**Exercise:** Which lines hold the word "entry"? Copy each of them from the material.

**Provided records:**
————————

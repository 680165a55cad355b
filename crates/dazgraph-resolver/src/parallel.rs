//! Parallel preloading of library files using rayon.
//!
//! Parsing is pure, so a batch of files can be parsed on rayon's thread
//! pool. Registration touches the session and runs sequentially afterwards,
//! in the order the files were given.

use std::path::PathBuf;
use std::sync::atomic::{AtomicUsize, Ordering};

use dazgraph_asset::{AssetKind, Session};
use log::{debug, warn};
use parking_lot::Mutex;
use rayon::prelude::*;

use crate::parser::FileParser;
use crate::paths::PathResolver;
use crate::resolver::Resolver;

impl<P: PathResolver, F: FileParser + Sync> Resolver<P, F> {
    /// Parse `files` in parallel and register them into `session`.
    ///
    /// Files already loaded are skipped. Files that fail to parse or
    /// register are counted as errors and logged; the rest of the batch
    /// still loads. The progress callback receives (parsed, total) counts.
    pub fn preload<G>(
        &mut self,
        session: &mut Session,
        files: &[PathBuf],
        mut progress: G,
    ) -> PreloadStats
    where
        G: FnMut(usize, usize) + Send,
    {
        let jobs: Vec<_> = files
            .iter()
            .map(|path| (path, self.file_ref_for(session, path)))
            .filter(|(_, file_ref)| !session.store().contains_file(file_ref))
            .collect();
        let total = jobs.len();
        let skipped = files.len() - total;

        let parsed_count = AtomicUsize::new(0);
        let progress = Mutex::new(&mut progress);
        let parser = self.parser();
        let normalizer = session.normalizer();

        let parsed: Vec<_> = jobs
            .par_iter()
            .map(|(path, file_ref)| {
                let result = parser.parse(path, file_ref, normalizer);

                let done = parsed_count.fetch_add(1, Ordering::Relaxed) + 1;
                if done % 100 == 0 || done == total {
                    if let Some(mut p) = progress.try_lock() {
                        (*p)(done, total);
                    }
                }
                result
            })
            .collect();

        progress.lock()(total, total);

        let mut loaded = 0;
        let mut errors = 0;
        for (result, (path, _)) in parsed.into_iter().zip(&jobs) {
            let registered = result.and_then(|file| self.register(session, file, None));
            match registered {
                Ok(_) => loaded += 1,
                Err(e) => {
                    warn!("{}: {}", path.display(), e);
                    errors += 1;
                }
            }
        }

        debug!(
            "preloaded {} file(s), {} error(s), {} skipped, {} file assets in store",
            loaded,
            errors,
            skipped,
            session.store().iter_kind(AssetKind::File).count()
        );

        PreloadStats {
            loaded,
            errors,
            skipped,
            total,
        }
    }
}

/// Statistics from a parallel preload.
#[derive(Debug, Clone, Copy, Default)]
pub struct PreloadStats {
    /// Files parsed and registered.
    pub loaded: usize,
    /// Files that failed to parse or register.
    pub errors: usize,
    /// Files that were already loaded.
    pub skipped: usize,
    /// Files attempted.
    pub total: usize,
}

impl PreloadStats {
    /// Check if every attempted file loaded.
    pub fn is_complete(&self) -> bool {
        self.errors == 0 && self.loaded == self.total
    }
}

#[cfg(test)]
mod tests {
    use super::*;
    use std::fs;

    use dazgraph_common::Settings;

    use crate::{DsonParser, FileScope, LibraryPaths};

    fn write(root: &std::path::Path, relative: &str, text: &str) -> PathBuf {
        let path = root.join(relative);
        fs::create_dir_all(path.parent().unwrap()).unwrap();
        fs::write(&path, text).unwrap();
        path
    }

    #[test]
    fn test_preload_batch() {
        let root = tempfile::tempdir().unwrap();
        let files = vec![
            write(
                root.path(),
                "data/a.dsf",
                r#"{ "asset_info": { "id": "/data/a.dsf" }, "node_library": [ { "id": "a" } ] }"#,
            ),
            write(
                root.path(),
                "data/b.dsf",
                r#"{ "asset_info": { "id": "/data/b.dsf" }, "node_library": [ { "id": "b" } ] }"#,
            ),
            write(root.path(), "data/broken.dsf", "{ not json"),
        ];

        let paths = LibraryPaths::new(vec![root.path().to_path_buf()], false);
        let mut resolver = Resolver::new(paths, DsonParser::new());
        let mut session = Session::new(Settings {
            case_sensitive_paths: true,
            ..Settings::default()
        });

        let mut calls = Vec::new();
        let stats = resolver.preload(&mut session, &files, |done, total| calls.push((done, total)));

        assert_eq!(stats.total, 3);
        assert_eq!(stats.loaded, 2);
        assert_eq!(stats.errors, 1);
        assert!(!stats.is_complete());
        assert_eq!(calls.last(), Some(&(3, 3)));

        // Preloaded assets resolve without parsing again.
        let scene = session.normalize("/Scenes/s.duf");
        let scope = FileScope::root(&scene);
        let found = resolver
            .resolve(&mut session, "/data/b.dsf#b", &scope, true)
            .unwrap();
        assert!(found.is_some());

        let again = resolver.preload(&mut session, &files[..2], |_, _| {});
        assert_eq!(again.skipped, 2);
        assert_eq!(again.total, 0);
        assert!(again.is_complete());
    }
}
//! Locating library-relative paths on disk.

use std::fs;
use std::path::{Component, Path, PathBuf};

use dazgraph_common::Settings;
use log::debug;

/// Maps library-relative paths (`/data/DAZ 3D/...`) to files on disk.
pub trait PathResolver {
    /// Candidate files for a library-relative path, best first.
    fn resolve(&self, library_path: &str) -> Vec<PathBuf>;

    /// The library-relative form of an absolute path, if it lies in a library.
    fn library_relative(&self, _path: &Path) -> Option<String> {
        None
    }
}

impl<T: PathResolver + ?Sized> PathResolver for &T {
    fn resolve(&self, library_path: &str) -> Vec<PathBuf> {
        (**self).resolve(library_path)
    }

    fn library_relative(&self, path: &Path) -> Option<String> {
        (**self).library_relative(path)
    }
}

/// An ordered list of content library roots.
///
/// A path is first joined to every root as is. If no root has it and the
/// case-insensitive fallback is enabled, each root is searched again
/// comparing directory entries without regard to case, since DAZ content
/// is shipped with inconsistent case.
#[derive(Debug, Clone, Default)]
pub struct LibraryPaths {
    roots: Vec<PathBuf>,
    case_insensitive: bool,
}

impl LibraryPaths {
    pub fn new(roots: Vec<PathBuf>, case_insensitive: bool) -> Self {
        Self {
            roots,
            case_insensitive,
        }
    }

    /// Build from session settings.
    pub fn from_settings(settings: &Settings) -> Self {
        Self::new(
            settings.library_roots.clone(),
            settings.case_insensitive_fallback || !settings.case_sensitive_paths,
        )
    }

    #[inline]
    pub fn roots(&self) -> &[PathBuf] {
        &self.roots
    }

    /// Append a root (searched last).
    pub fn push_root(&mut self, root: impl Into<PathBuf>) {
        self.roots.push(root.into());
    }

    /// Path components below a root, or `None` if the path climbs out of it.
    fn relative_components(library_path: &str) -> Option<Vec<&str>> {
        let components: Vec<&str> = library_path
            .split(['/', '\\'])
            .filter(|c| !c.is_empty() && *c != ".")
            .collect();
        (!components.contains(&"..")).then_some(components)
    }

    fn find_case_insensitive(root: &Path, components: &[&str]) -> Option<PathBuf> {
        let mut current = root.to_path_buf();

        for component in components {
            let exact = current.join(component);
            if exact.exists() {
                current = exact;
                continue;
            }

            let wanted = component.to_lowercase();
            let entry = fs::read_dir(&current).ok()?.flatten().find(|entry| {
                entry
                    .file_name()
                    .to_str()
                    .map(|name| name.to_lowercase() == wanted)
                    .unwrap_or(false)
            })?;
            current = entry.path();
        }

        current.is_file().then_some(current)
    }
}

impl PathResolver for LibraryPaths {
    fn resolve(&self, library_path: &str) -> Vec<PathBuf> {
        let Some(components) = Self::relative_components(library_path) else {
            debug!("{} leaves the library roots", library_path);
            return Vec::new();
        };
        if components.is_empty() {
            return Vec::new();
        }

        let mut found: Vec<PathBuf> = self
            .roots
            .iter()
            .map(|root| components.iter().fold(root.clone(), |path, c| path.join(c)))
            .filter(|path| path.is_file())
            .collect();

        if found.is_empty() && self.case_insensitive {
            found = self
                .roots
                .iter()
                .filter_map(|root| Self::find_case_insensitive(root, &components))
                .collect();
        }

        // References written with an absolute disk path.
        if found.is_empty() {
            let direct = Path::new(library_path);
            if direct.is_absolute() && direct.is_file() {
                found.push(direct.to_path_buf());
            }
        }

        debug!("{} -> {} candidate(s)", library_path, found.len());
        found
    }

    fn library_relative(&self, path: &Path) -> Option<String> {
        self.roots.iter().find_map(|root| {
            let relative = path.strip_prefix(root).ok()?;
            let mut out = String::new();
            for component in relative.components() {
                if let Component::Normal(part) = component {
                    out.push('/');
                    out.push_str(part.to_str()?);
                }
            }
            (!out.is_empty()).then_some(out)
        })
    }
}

————————

**Answer to this exercise:**
            let entry = fs::read_dir(&current).ok()?.flatten().find(|entry| {
                entry
            current = entry.path();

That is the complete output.